EXTRACTED MATERIAL:
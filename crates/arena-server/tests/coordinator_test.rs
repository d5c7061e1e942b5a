//! Membership coordinator tests
//!
//! Concurrency tests race real threads through a `Barrier` so every join
//! reaches the coordinator at once.

use std::{
    sync::{Arc, Barrier},
    thread,
};

use arena_core::{
    ArenaError, Channel, Member, MemberDirectory, NewMember, RoomEvent, RoomSpec, level_of,
};
use arena_server::{
    BroadcastPublisher, CoordinatorConfig, DrillConfig, MembershipCoordinator, MemoryStore,
    Server, ServerError, ServerRuntimeConfig, SystemEnv,
};

type Coordinator = MembershipCoordinator<SystemEnv, MemoryStore, BroadcastPublisher>;

struct Arena {
    store: Arc<MemoryStore>,
    publisher: Arc<BroadcastPublisher>,
    coordinator: Arc<Coordinator>,
    problem_no: u64,
}

fn arena() -> Arena {
    let store = Arc::new(MemoryStore::new());
    let publisher = Arc::new(BroadcastPublisher::new(64));
    let problem_no = store.insert_problem("two sum").unwrap().problem_no;
    let coordinator = Arc::new(MembershipCoordinator::new(
        SystemEnv::new(),
        Arc::clone(&store),
        Arc::clone(&publisher),
        CoordinatorConfig::default(),
    ));
    Arena { store, publisher, coordinator, problem_no }
}

fn members(store: &MemoryStore, count: usize) -> Vec<Member> {
    (0..count)
        .map(|i| {
            store
                .save_member(NewMember {
                    username: format!("user{i}"),
                    nickname: format!("nick{i}"),
                })
                .unwrap()
        })
        .collect()
}

fn public_room(name: &str, limit: u8) -> RoomSpec {
    RoomSpec {
        room_name: name.to_string(),
        is_secret: false,
        password: None,
        limit_member_cnt: limit,
    }
}

fn secret_room(name: &str, password: &str, limit: u8) -> RoomSpec {
    RoomSpec {
        room_name: name.to_string(),
        is_secret: true,
        password: Some(password.to_string()),
        limit_member_cnt: limit,
    }
}

/// Race every member into the room at once; return each join's result.
fn race(
    coordinator: &Arc<Coordinator>,
    room_no: u64,
    contenders: Vec<Member>,
) -> Vec<Result<(), ArenaError>> {
    let barrier = Arc::new(Barrier::new(contenders.len()));
    let handles: Vec<_> = contenders
        .into_iter()
        .map(|member| {
            let coordinator = Arc::clone(coordinator);
            let barrier = Arc::clone(&barrier);
            thread::spawn(move || {
                barrier.wait();
                coordinator.join_by_password(room_no, None, &member).map(|_| ())
            })
        })
        .collect();
    handles.into_iter().map(|h| h.join().unwrap()).collect()
}

#[test]
fn concurrent_joins_never_exceed_capacity() {
    let arena = arena();
    let room = arena.coordinator.create_room(public_room("duel", 2), arena.problem_no).unwrap();
    let contenders = members(&arena.store, 5);

    let results = race(&arena.coordinator, room.room_no, contenders);

    let admitted = results.iter().filter(|r| r.is_ok()).count();
    let full = results
        .iter()
        .filter(|r| matches!(r, Err(ArenaError::RoomFull { capacity: 2, .. })))
        .count();
    assert_eq!(admitted, 2);
    assert_eq!(full, 3);

    let rows = arena.coordinator.members(room.room_no).unwrap();
    assert_eq!(rows.len(), 2);
    assert_eq!(rows.iter().filter(|r| r.is_owner).count(), 1);
}

#[test]
fn repeated_races_keep_invariants() {
    for round in 0..20 {
        let arena = arena();
        let room = arena
            .coordinator
            .create_room(public_room(&format!("round{round}"), 4), arena.problem_no)
            .unwrap();
        let contenders = members(&arena.store, 6);

        let results = race(&arena.coordinator, room.room_no, contenders);
        assert_eq!(results.iter().filter(|r| r.is_ok()).count(), 4);

        let rows = arena.coordinator.members(room.room_no).unwrap();
        assert!(rows.len() <= 4);
        assert_eq!(rows.iter().filter(|r| r.is_owner).count(), 1);
    }
}

#[test]
fn same_member_racing_itself_joins_once() {
    let arena = arena();
    let room = arena.coordinator.create_room(public_room("solo", 6), arena.problem_no).unwrap();
    let alice = members(&arena.store, 1).remove(0);

    let results = race(&arena.coordinator, room.room_no, vec![alice.clone(); 4]);

    assert_eq!(results.iter().filter(|r| r.is_ok()).count(), 1);
    assert!(results.iter().filter(|r| r.is_err()).all(|r| matches!(
        r,
        Err(ArenaError::AlreadyJoined { user_no, .. }) if *user_no == alice.user_no
    )));
    assert_eq!(arena.coordinator.members(room.room_no).unwrap().len(), 1);
}

#[test]
fn duplicate_join_leaves_count_unchanged() {
    let arena = arena();
    let room = arena.coordinator.create_room(public_room("arena", 4), arena.problem_no).unwrap();
    let alice = members(&arena.store, 1).remove(0);

    arena.coordinator.join_by_password(room.room_no, None, &alice).unwrap();
    assert_eq!(
        arena.coordinator.join_by_password(room.room_no, None, &alice),
        Err(ArenaError::AlreadyJoined { room_no: room.room_no, user_no: alice.user_no })
    );
    assert_eq!(
        arena.coordinator.join_by_invite_code(room.invite_code.as_str(), &alice),
        Err(ArenaError::AlreadyJoined { room_no: room.room_no, user_no: alice.user_no })
    );
    assert_eq!(arena.coordinator.members(room.room_no).unwrap().len(), 1);
}

#[test]
fn invite_code_bypasses_secret_password() {
    let arena = arena();
    let room = arena
        .coordinator
        .create_room(secret_room("vault", "0420", 2), arena.problem_no)
        .unwrap();
    let [alice, bob, carol]: [Member; 3] = members(&arena.store, 3).try_into().unwrap();

    assert_eq!(
        arena.coordinator.join_by_password(room.room_no, None, &alice),
        Err(ArenaError::PasswordMismatch { room_no: room.room_no })
    );

    let view = arena
        .coordinator
        .join_by_invite_code(&room.invite_code.as_str().to_uppercase(), &alice)
        .unwrap();
    assert_eq!(view.room.room_no, room.room_no);
    arena.coordinator.join_by_password(room.room_no, Some("0420"), &bob).unwrap();

    assert_eq!(
        arena.coordinator.join_by_invite_code(room.invite_code.as_str(), &carol),
        Err(ArenaError::RoomFull { room_no: room.room_no, capacity: 2 })
    );
}

#[test]
fn unknown_room_and_code() {
    let arena = arena();
    let alice = members(&arena.store, 1).remove(0);

    assert!(matches!(
        arena.coordinator.join_by_password(404, None, &alice),
        Err(ArenaError::RoomNotFound(_))
    ));
    assert!(matches!(
        arena.coordinator.join_by_invite_code("deadbeef", &alice),
        Err(ArenaError::RoomNotFound(_))
    ));
    assert!(matches!(
        arena.coordinator.join_by_invite_code("not a code", &alice),
        Err(ArenaError::RoomNotFound(_))
    ));
}

#[test]
fn create_room_rejects_bad_requests() {
    let arena = arena();

    assert_eq!(
        arena.coordinator.create_room(public_room("three", 3), arena.problem_no),
        Err(ArenaError::InvalidCapacity { requested: 3 })
    );
    assert!(matches!(
        arena.coordinator.create_room(secret_room("bad", "12a3", 2), arena.problem_no),
        Err(ArenaError::InvalidPassword { .. })
    ));
    assert!(matches!(
        arena.coordinator.create_room(secret_room("short", "123", 2), arena.problem_no),
        Err(ArenaError::InvalidPassword { .. })
    ));
    assert_eq!(
        arena.coordinator.create_room(public_room("orphan", 2), 999),
        Err(ArenaError::ProblemNotFound(999))
    );

    arena.coordinator.create_room(public_room("taken", 2), arena.problem_no).unwrap();
    assert_eq!(
        arena.coordinator.create_room(public_room("taken", 4), arena.problem_no),
        Err(ArenaError::DuplicateRoomName("taken".to_string()))
    );
    assert_eq!(arena.coordinator.list_rooms().unwrap().len(), 1);
}

#[test]
fn concurrent_room_creation_keeps_names_unique() {
    let arena = arena();
    let barrier = Arc::new(Barrier::new(4));
    let handles: Vec<_> = (0..4)
        .map(|_| {
            let coordinator = Arc::clone(&arena.coordinator);
            let barrier = Arc::clone(&barrier);
            let problem_no = arena.problem_no;
            thread::spawn(move || {
                barrier.wait();
                coordinator.create_room(public_room("contested", 2), problem_no)
            })
        })
        .collect();

    let results: Vec<_> = handles.into_iter().map(|h| h.join().unwrap()).collect();
    assert_eq!(results.iter().filter(|r| r.is_ok()).count(), 1);
    assert!(results.iter().filter(|r| r.is_err()).all(|r| matches!(
        r,
        Err(ArenaError::DuplicateRoomName(name)) if name == "contested"
    )));
}

#[test]
fn invite_codes_are_distinct() {
    let arena = arena();
    let codes: std::collections::HashSet<_> = (0..50)
        .map(|i| {
            arena
                .coordinator
                .create_room(public_room(&format!("room{i}"), 2), arena.problem_no)
                .unwrap()
                .invite_code
        })
        .collect();
    assert_eq!(codes.len(), 50);
}

#[test]
fn join_event_carries_level_of_joiner() {
    let arena = arena();
    let room = arena.coordinator.create_room(public_room("arena", 4), arena.problem_no).unwrap();
    let mut events = arena.publisher.subscribe(&Channel::room(room.room_no));
    let [alice, bob]: [Member; 2] = members(&arena.store, 2).try_into().unwrap();
    let bob = arena.store.award_exp(bob.user_no, 250).unwrap();

    arena.coordinator.join_by_password(room.room_no, None, &alice).unwrap();
    arena.coordinator.join_by_password(room.room_no, None, &bob).unwrap();

    let Ok(RoomEvent::Joined(first)) = events.try_recv() else { panic!("expected join event") };
    assert_eq!((first.nickname.as_str(), first.level, first.is_owner), ("nick0", 1, true));

    let Ok(RoomEvent::Joined(second)) = events.try_recv() else { panic!("expected join event") };
    let level = level_of(250);
    assert_eq!((second.level, second.remainder), (level.level, level.remainder));
    assert_eq!((second.level, second.remainder), (3, 50));
    assert!(!second.is_owner);
}

#[test]
fn ownership_follows_join_order_across_leaves() {
    let arena = arena();
    let room = arena.coordinator.create_room(public_room("arena", 6), arena.problem_no).unwrap();
    let crew = members(&arena.store, 4);
    for member in &crew {
        arena.coordinator.join_by_password(room.room_no, None, member).unwrap();
    }

    for (leaver, heir) in crew.iter().zip(crew.iter().skip(1)) {
        let outcome = arena.coordinator.leave(room.room_no, leaver).unwrap();
        assert_eq!(outcome.new_owner, Some(heir.user_no));
    }

    let last = crew.last().unwrap();
    let outcome = arena.coordinator.leave(room.room_no, last).unwrap();
    assert_eq!(outcome.new_owner, None);
    assert!(arena.coordinator.members(room.room_no).unwrap().is_empty());
}

#[test]
fn concurrent_leaves_and_joins_keep_single_owner() {
    let arena = arena();
    let room = arena.coordinator.create_room(public_room("churn", 6), arena.problem_no).unwrap();
    let crew = members(&arena.store, 6);
    for member in &crew[..3] {
        arena.coordinator.join_by_password(room.room_no, None, member).unwrap();
    }

    let barrier = Arc::new(Barrier::new(6));
    let handles: Vec<_> = crew
        .iter()
        .cloned()
        .enumerate()
        .map(|(i, member)| {
            let coordinator = Arc::clone(&arena.coordinator);
            let barrier = Arc::clone(&barrier);
            let room_no = room.room_no;
            thread::spawn(move || {
                barrier.wait();
                if i < 3 {
                    coordinator.leave(room_no, &member).map(|_| ())
                } else {
                    coordinator.join_by_password(room_no, None, &member).map(|_| ())
                }
            })
        })
        .collect();
    for handle in handles {
        handle.join().unwrap().unwrap();
    }

    let rows = arena.coordinator.members(room.room_no).unwrap();
    assert_eq!(rows.len(), 3);
    assert!(rows.iter().filter(|r| r.is_owner).count() <= 1);
}

#[tokio::test]
async fn drill_admits_exactly_capacity() {
    let server = Server::new(ServerRuntimeConfig {
        drill: DrillConfig { contenders: 5, capacity: 2 },
        ..Default::default()
    })
    .unwrap();

    let report = server.run_drill().await.unwrap();

    assert_eq!(report.admitted, 2);
    assert_eq!(report.rejected_full, 3);
    assert_eq!(report.rejected_other, 0);
    assert_eq!(report.events, 2);
    assert_eq!(report.owners, 1);
    assert_eq!(report.listing.len(), 1);
    assert_eq!(report.listing[0].member_count, 2);
    // contender0 has the least exp.
    assert_eq!(report.leaderboard.user_rank, 5);
    assert_eq!(report.leaderboard.top[0].nickname, "Contender 4");
}

#[test]
fn server_rejects_invalid_drill_config() {
    let result = Server::new(ServerRuntimeConfig {
        drill: DrillConfig { contenders: 5, capacity: 3 },
        ..Default::default()
    });
    assert!(matches!(result, Err(ServerError::Config(_))));

    let result = Server::new(ServerRuntimeConfig {
        drill: DrillConfig { contenders: 0, capacity: 2 },
        ..Default::default()
    });
    assert!(matches!(result, Err(ServerError::Config(_))));
}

WHAT YOU WILL DO: Each line in the data where the string "handles" occurs should be identified and copied.

OUTPUT BELOW:
    let handles: Vec<_> = contenders
    handles.into_iter().map(|h| h.join().unwrap()).collect()
    let handles: Vec<_> = (0..4)
    let results: Vec<_> = handles.into_iter().map(|h| h.join().unwrap()).collect();
    let handles: Vec<_> = crew
    for handle in handles {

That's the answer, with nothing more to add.